§ **Directions**: Each line of the material below that holds the word "preact" needs to be copied.

§ **Data for this task**:
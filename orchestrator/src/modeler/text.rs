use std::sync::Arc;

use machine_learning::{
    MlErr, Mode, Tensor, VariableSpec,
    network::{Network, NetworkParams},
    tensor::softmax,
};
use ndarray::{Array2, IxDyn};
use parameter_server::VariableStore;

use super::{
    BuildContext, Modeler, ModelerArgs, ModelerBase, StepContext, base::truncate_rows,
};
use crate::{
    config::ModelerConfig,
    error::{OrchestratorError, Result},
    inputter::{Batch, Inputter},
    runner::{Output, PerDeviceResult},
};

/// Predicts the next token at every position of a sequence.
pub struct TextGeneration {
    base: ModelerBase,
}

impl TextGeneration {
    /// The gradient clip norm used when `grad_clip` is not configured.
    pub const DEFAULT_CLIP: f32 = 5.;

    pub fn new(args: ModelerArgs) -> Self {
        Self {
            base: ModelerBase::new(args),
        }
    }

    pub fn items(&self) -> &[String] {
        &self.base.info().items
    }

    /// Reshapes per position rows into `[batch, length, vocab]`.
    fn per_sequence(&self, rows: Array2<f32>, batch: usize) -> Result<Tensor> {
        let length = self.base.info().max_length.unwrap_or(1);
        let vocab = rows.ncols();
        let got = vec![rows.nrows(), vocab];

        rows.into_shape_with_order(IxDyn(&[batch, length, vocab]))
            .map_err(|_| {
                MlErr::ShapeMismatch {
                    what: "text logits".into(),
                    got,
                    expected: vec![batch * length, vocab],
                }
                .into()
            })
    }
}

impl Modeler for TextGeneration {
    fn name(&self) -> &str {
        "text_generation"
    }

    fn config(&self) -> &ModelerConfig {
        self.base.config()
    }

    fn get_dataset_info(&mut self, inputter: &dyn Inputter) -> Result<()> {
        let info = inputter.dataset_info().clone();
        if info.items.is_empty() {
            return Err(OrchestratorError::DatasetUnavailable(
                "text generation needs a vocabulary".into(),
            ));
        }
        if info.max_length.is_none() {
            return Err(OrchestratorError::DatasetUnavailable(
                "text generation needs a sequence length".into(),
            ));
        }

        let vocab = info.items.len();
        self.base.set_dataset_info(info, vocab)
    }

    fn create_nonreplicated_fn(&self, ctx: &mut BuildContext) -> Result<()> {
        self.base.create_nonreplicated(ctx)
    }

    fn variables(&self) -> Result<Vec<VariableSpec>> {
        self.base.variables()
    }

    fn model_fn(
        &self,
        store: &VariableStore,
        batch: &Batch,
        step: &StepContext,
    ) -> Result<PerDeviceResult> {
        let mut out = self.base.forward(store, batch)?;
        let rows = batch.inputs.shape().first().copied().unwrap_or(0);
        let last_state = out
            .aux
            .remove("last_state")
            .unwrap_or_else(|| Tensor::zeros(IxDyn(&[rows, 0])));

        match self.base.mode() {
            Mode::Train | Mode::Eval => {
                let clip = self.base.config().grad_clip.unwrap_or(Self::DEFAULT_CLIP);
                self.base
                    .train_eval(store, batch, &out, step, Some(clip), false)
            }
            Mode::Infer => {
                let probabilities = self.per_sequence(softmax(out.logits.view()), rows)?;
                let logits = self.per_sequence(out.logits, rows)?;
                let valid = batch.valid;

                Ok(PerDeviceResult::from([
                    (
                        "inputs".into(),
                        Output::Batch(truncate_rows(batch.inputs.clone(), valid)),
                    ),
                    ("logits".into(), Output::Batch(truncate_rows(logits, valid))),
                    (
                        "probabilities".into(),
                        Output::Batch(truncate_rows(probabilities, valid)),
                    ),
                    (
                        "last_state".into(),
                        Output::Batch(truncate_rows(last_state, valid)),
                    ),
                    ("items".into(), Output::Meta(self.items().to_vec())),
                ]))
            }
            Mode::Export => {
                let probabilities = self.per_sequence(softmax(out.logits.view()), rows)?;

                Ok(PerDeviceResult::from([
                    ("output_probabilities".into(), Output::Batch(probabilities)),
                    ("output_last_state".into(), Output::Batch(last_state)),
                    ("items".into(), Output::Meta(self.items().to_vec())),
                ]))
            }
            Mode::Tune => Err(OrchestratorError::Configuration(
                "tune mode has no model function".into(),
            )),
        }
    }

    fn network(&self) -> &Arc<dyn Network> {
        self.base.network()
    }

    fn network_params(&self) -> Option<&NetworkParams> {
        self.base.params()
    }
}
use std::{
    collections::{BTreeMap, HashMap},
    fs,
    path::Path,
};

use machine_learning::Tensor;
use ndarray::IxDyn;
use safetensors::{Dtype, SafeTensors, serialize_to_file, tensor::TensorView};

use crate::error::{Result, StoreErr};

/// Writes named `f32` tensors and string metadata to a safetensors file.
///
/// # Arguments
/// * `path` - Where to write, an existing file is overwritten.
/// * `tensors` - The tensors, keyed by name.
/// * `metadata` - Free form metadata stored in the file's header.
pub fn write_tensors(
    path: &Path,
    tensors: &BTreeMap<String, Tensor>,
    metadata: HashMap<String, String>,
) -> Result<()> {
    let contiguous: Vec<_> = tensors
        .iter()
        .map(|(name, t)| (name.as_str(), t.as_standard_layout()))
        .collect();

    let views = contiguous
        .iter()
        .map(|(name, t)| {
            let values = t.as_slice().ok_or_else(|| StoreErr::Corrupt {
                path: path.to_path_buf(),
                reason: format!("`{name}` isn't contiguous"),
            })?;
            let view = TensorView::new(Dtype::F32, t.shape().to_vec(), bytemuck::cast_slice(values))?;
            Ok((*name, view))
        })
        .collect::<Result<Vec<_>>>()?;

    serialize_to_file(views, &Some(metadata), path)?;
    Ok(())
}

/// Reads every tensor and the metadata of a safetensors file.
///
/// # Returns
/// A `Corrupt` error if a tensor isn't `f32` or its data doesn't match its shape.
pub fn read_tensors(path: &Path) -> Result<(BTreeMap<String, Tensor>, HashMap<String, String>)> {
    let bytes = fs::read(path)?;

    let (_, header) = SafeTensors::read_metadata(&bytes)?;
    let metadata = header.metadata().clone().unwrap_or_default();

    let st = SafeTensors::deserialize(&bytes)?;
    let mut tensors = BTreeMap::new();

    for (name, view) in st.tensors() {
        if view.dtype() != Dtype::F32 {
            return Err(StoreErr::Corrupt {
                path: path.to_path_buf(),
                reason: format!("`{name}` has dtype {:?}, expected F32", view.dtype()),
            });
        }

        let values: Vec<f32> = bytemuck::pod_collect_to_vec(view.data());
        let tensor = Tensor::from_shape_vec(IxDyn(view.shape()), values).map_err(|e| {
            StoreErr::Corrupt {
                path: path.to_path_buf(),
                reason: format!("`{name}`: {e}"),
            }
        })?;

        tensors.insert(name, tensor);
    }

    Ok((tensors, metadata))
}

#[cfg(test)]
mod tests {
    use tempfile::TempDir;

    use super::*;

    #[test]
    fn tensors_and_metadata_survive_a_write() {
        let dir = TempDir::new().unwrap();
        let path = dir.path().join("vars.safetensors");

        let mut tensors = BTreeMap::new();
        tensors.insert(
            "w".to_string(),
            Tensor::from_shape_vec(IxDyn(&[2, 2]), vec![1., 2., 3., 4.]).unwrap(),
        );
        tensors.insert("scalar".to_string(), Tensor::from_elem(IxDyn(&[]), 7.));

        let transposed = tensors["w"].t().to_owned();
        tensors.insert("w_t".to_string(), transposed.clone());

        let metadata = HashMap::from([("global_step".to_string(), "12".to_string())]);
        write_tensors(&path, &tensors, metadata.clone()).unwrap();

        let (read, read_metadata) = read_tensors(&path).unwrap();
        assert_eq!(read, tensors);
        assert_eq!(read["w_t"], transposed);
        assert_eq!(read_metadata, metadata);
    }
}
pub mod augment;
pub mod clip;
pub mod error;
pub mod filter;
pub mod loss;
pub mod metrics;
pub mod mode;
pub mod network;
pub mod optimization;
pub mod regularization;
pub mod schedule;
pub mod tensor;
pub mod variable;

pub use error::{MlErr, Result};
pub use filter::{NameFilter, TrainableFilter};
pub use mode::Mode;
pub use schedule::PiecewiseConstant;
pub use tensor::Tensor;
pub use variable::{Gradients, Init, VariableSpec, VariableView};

...

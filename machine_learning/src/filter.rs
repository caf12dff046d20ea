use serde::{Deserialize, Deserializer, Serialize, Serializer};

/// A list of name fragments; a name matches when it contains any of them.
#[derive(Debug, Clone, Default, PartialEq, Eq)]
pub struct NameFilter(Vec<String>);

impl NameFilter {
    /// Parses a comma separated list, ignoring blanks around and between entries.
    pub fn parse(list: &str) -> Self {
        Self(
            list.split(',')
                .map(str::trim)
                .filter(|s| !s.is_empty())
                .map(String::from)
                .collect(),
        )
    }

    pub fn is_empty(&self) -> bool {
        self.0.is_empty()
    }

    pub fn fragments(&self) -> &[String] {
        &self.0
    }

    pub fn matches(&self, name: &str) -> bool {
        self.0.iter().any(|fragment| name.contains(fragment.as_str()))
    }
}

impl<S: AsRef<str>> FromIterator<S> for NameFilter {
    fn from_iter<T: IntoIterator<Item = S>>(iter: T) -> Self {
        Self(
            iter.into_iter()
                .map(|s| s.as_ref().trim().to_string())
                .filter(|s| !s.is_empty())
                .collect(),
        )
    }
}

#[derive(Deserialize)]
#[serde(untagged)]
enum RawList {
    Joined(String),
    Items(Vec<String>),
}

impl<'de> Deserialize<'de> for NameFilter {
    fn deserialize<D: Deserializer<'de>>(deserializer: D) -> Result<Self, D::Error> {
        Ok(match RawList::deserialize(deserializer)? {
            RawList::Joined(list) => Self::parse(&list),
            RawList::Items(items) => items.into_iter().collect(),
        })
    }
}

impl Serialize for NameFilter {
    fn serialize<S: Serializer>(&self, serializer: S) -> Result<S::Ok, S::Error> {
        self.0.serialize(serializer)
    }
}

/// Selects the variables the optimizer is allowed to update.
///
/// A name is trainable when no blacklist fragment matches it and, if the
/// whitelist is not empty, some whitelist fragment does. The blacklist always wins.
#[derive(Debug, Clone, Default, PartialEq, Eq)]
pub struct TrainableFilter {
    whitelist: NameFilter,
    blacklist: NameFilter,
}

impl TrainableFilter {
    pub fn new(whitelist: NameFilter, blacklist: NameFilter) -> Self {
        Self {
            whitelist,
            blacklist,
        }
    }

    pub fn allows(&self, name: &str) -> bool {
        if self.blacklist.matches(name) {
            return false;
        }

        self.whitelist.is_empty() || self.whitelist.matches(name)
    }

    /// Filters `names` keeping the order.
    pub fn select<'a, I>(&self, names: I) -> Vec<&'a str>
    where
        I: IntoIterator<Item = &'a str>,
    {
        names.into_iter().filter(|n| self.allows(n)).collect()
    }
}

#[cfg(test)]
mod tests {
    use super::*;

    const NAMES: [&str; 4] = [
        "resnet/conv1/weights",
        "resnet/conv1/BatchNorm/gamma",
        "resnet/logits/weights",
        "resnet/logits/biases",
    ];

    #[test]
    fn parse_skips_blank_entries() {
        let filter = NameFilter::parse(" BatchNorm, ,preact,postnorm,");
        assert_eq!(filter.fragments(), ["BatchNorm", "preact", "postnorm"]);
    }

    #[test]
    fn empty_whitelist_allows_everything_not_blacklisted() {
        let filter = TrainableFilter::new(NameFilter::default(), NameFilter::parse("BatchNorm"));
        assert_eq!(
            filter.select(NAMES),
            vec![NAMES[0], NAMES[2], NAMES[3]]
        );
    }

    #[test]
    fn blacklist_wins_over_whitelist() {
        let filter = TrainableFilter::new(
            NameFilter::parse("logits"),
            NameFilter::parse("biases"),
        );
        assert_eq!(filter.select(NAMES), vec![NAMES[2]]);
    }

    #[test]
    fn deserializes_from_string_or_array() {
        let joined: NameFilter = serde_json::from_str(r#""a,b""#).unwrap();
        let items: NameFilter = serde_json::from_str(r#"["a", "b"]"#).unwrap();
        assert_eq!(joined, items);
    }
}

...

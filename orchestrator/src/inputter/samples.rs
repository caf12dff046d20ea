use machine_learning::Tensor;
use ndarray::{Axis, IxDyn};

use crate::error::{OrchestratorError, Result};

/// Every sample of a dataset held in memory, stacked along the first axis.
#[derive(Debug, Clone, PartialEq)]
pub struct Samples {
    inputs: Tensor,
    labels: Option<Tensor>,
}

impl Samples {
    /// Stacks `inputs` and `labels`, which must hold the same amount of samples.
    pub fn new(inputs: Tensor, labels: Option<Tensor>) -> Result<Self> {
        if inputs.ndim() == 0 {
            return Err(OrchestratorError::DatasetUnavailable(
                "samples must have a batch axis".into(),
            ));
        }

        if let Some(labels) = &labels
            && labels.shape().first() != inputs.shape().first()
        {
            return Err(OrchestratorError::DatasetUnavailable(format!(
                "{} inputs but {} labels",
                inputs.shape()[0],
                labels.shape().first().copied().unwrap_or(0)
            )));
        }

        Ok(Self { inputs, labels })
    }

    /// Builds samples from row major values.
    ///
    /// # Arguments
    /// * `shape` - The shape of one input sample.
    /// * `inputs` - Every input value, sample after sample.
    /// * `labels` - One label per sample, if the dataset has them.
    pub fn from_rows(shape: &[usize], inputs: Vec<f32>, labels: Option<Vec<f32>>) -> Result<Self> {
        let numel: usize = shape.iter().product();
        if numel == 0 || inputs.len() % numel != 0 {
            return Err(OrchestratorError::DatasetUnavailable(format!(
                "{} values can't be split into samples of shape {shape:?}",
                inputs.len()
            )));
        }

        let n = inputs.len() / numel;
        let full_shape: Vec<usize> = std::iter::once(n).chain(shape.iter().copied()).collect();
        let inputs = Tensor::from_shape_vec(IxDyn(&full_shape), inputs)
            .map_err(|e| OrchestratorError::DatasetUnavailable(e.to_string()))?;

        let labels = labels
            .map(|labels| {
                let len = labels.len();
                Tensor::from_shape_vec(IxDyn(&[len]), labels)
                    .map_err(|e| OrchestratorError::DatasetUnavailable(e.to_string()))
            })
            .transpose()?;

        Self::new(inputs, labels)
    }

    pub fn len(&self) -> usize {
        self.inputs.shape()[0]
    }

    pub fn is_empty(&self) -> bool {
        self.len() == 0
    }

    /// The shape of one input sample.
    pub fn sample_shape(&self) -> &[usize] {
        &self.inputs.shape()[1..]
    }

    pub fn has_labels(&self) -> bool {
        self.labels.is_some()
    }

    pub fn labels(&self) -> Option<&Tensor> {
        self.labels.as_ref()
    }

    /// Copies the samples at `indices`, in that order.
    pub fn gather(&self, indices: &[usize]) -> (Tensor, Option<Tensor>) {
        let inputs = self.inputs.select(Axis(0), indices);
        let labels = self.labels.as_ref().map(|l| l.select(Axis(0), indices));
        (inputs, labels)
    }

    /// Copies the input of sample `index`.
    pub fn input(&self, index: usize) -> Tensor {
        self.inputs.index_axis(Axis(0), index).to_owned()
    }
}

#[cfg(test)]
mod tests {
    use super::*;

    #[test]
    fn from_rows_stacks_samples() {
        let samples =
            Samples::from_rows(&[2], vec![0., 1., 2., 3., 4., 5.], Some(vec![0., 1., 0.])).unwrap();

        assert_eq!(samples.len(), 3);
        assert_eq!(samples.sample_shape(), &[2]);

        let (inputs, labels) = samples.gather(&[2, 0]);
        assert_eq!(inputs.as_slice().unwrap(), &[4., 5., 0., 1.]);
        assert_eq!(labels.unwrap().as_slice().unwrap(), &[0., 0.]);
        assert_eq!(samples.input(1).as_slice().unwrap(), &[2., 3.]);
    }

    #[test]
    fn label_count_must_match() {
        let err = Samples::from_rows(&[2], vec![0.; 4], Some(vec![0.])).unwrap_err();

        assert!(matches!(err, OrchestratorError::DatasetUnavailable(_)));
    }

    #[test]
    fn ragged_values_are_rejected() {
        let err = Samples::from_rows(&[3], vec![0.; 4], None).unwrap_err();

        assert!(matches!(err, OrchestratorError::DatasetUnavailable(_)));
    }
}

§ **Exercise response**:
        let filter = NameFilter::parse(" BatchNorm, ,preact,postnorm,");
        assert_eq!(filter.fragments(), ["BatchNorm", "preact", "postnorm"]);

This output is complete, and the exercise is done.